- **Instructions for the task**
In the material below, count the lines with the word "const" and state that number only.

- **Data**
use ral_registers::RWRegister;

use super::Block;

/// Offset of DMA channel 0 from the peripheral base; channels 0 to 14 follow
/// at [`CHANNEL_STRIDE`].
pub const DMA_OFFSET: u32 = 0x0000_7000;
/// Distance between two channels' windows.
pub const CHANNEL_STRIDE: u32 = 0x100;
/// Channel 15 sits apart from the others.
pub const DMA15_OFFSET: u32 = 0x00e0_5000;

/// Peripheral number of the PWM for DREQ pacing.
pub const PERMAP_PWM: u32 = 5;

/// Offset of a channel's window from the peripheral base.
pub fn channel_offset(channel: u8) -> Option<u32> {
    match channel {
        0..=14 => Some(DMA_OFFSET + u32::from(channel) * CHANNEL_STRIDE),
        15 => Some(DMA15_OFFSET),
        _ => None,
    }
}

#[repr(C)]
pub struct RegisterBlock {
    pub CS: RWRegister<u32>,
    pub CONBLK_AD: RWRegister<u32>,
    pub TI: RWRegister<u32>,
    pub SOURCE_AD: RWRegister<u32>,
    pub DEST_AD: RWRegister<u32>,
    pub TXFR_LEN: RWRegister<u32>,
    pub STRIDE: RWRegister<u32>,
    pub NEXTCONBK: RWRegister<u32>,
    pub DEBUG: RWRegister<u32>,
}

impl Block for RegisterBlock {
    const NAME: &'static str = "DMA";
}

pub mod CS {
    field!(RESET, 31, 1);
    field!(ABORT, 30, 1);
    field!(DISDEBUG, 29, 1);
    field!(WAIT_FOR_OUTSTANDING_WRITES, 28, 1);
    field!(PANIC_PRIORITY, 20, 4);
    field!(PRIORITY, 16, 4);
    field!(ERROR, 8, 1);
    field!(WAITING_FOR_OUTSTANDING_WRITES, 6, 1);
    field!(DREQ_STOPS_DMA, 5, 1);
    field!(PAUSED, 4, 1);
    field!(DREQ, 3, 1);
    field!(INT, 2, 1);
    field!(END, 1, 1);
    field!(ACTIVE, 0, 1);
}

pub mod CONBLK_AD {}
pub mod SOURCE_AD {}
pub mod DEST_AD {}
pub mod TXFR_LEN {}
pub mod STRIDE {}
pub mod NEXTCONBK {}

pub mod TI {
    field!(NO_WIDE_BURSTS, 26, 1);
    field!(WAITS, 21, 5);
    field!(PERMAP, 16, 5);
    field!(BURST_LENGTH, 12, 4);
    field!(SRC_IGNORE, 11, 1);
    field!(SRC_DREQ, 10, 1);
    field!(SRC_WIDTH, 9, 1);
    field!(SRC_INC, 8, 1);
    field!(DEST_IGNORE, 7, 1);
    field!(DEST_DREQ, 6, 1);
    field!(DEST_WIDTH, 5, 1);
    field!(DEST_INC, 4, 1);
    field!(WAIT_RESP, 3, 1);
    field!(TDMODE, 1, 1);
    field!(INTEN, 0, 1);
}

pub mod DEBUG {
    field!(LITE, 28, 1);
    field!(READ_ERROR, 2, 1);
    field!(FIFO_ERROR, 1, 1);
    field!(READ_LAST_NOT_SET_ERROR, 0, 1);
}

/// A DMA control block, as read by the engine from memory.
///
/// Must be 32-byte aligned in memory the GPU can see.
#[repr(C, align(32))]
#[derive(Debug, Clone, Copy, Default, PartialEq, Eq)]
pub struct ControlBlock {
    pub ti: u32,
    pub source_ad: u32,
    pub dest_ad: u32,
    pub txfr_len: u32,
    pub stride: u32,
    pub nextconbk: u32,
    pub _reserved: [u32; 2],
}

#[cfg(test)]
mod tests {
    use super::*;

    #[test]
    fn register_layout() {
        assert_eq!(core::mem::size_of::<RegisterBlock>(), 0x24);
        assert_eq!(core::mem::size_of::<ControlBlock>(), 32);
        assert_eq!(core::mem::align_of::<ControlBlock>(), 32);
    }

    #[test]
    fn channel_offsets() {
        assert_eq!(channel_offset(0), Some(0x7000));
        assert_eq!(channel_offset(10), Some(0x7a00));
        assert_eq!(channel_offset(14), Some(0x7e00));
        assert_eq!(channel_offset(15), Some(0xe0_5000));
        assert_eq!(channel_offset(16), None);
    }

    #[test]
    fn field_masks() {
        assert_eq!(CS::PANIC_PRIORITY::mask, 0x00f0_0000);
        assert_eq!(TI::PERMAP::mask, 0x001f_0000);
        assert_eq!(CS::RESET::mask, 0x8000_0000);
    }
}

- **Task result**
5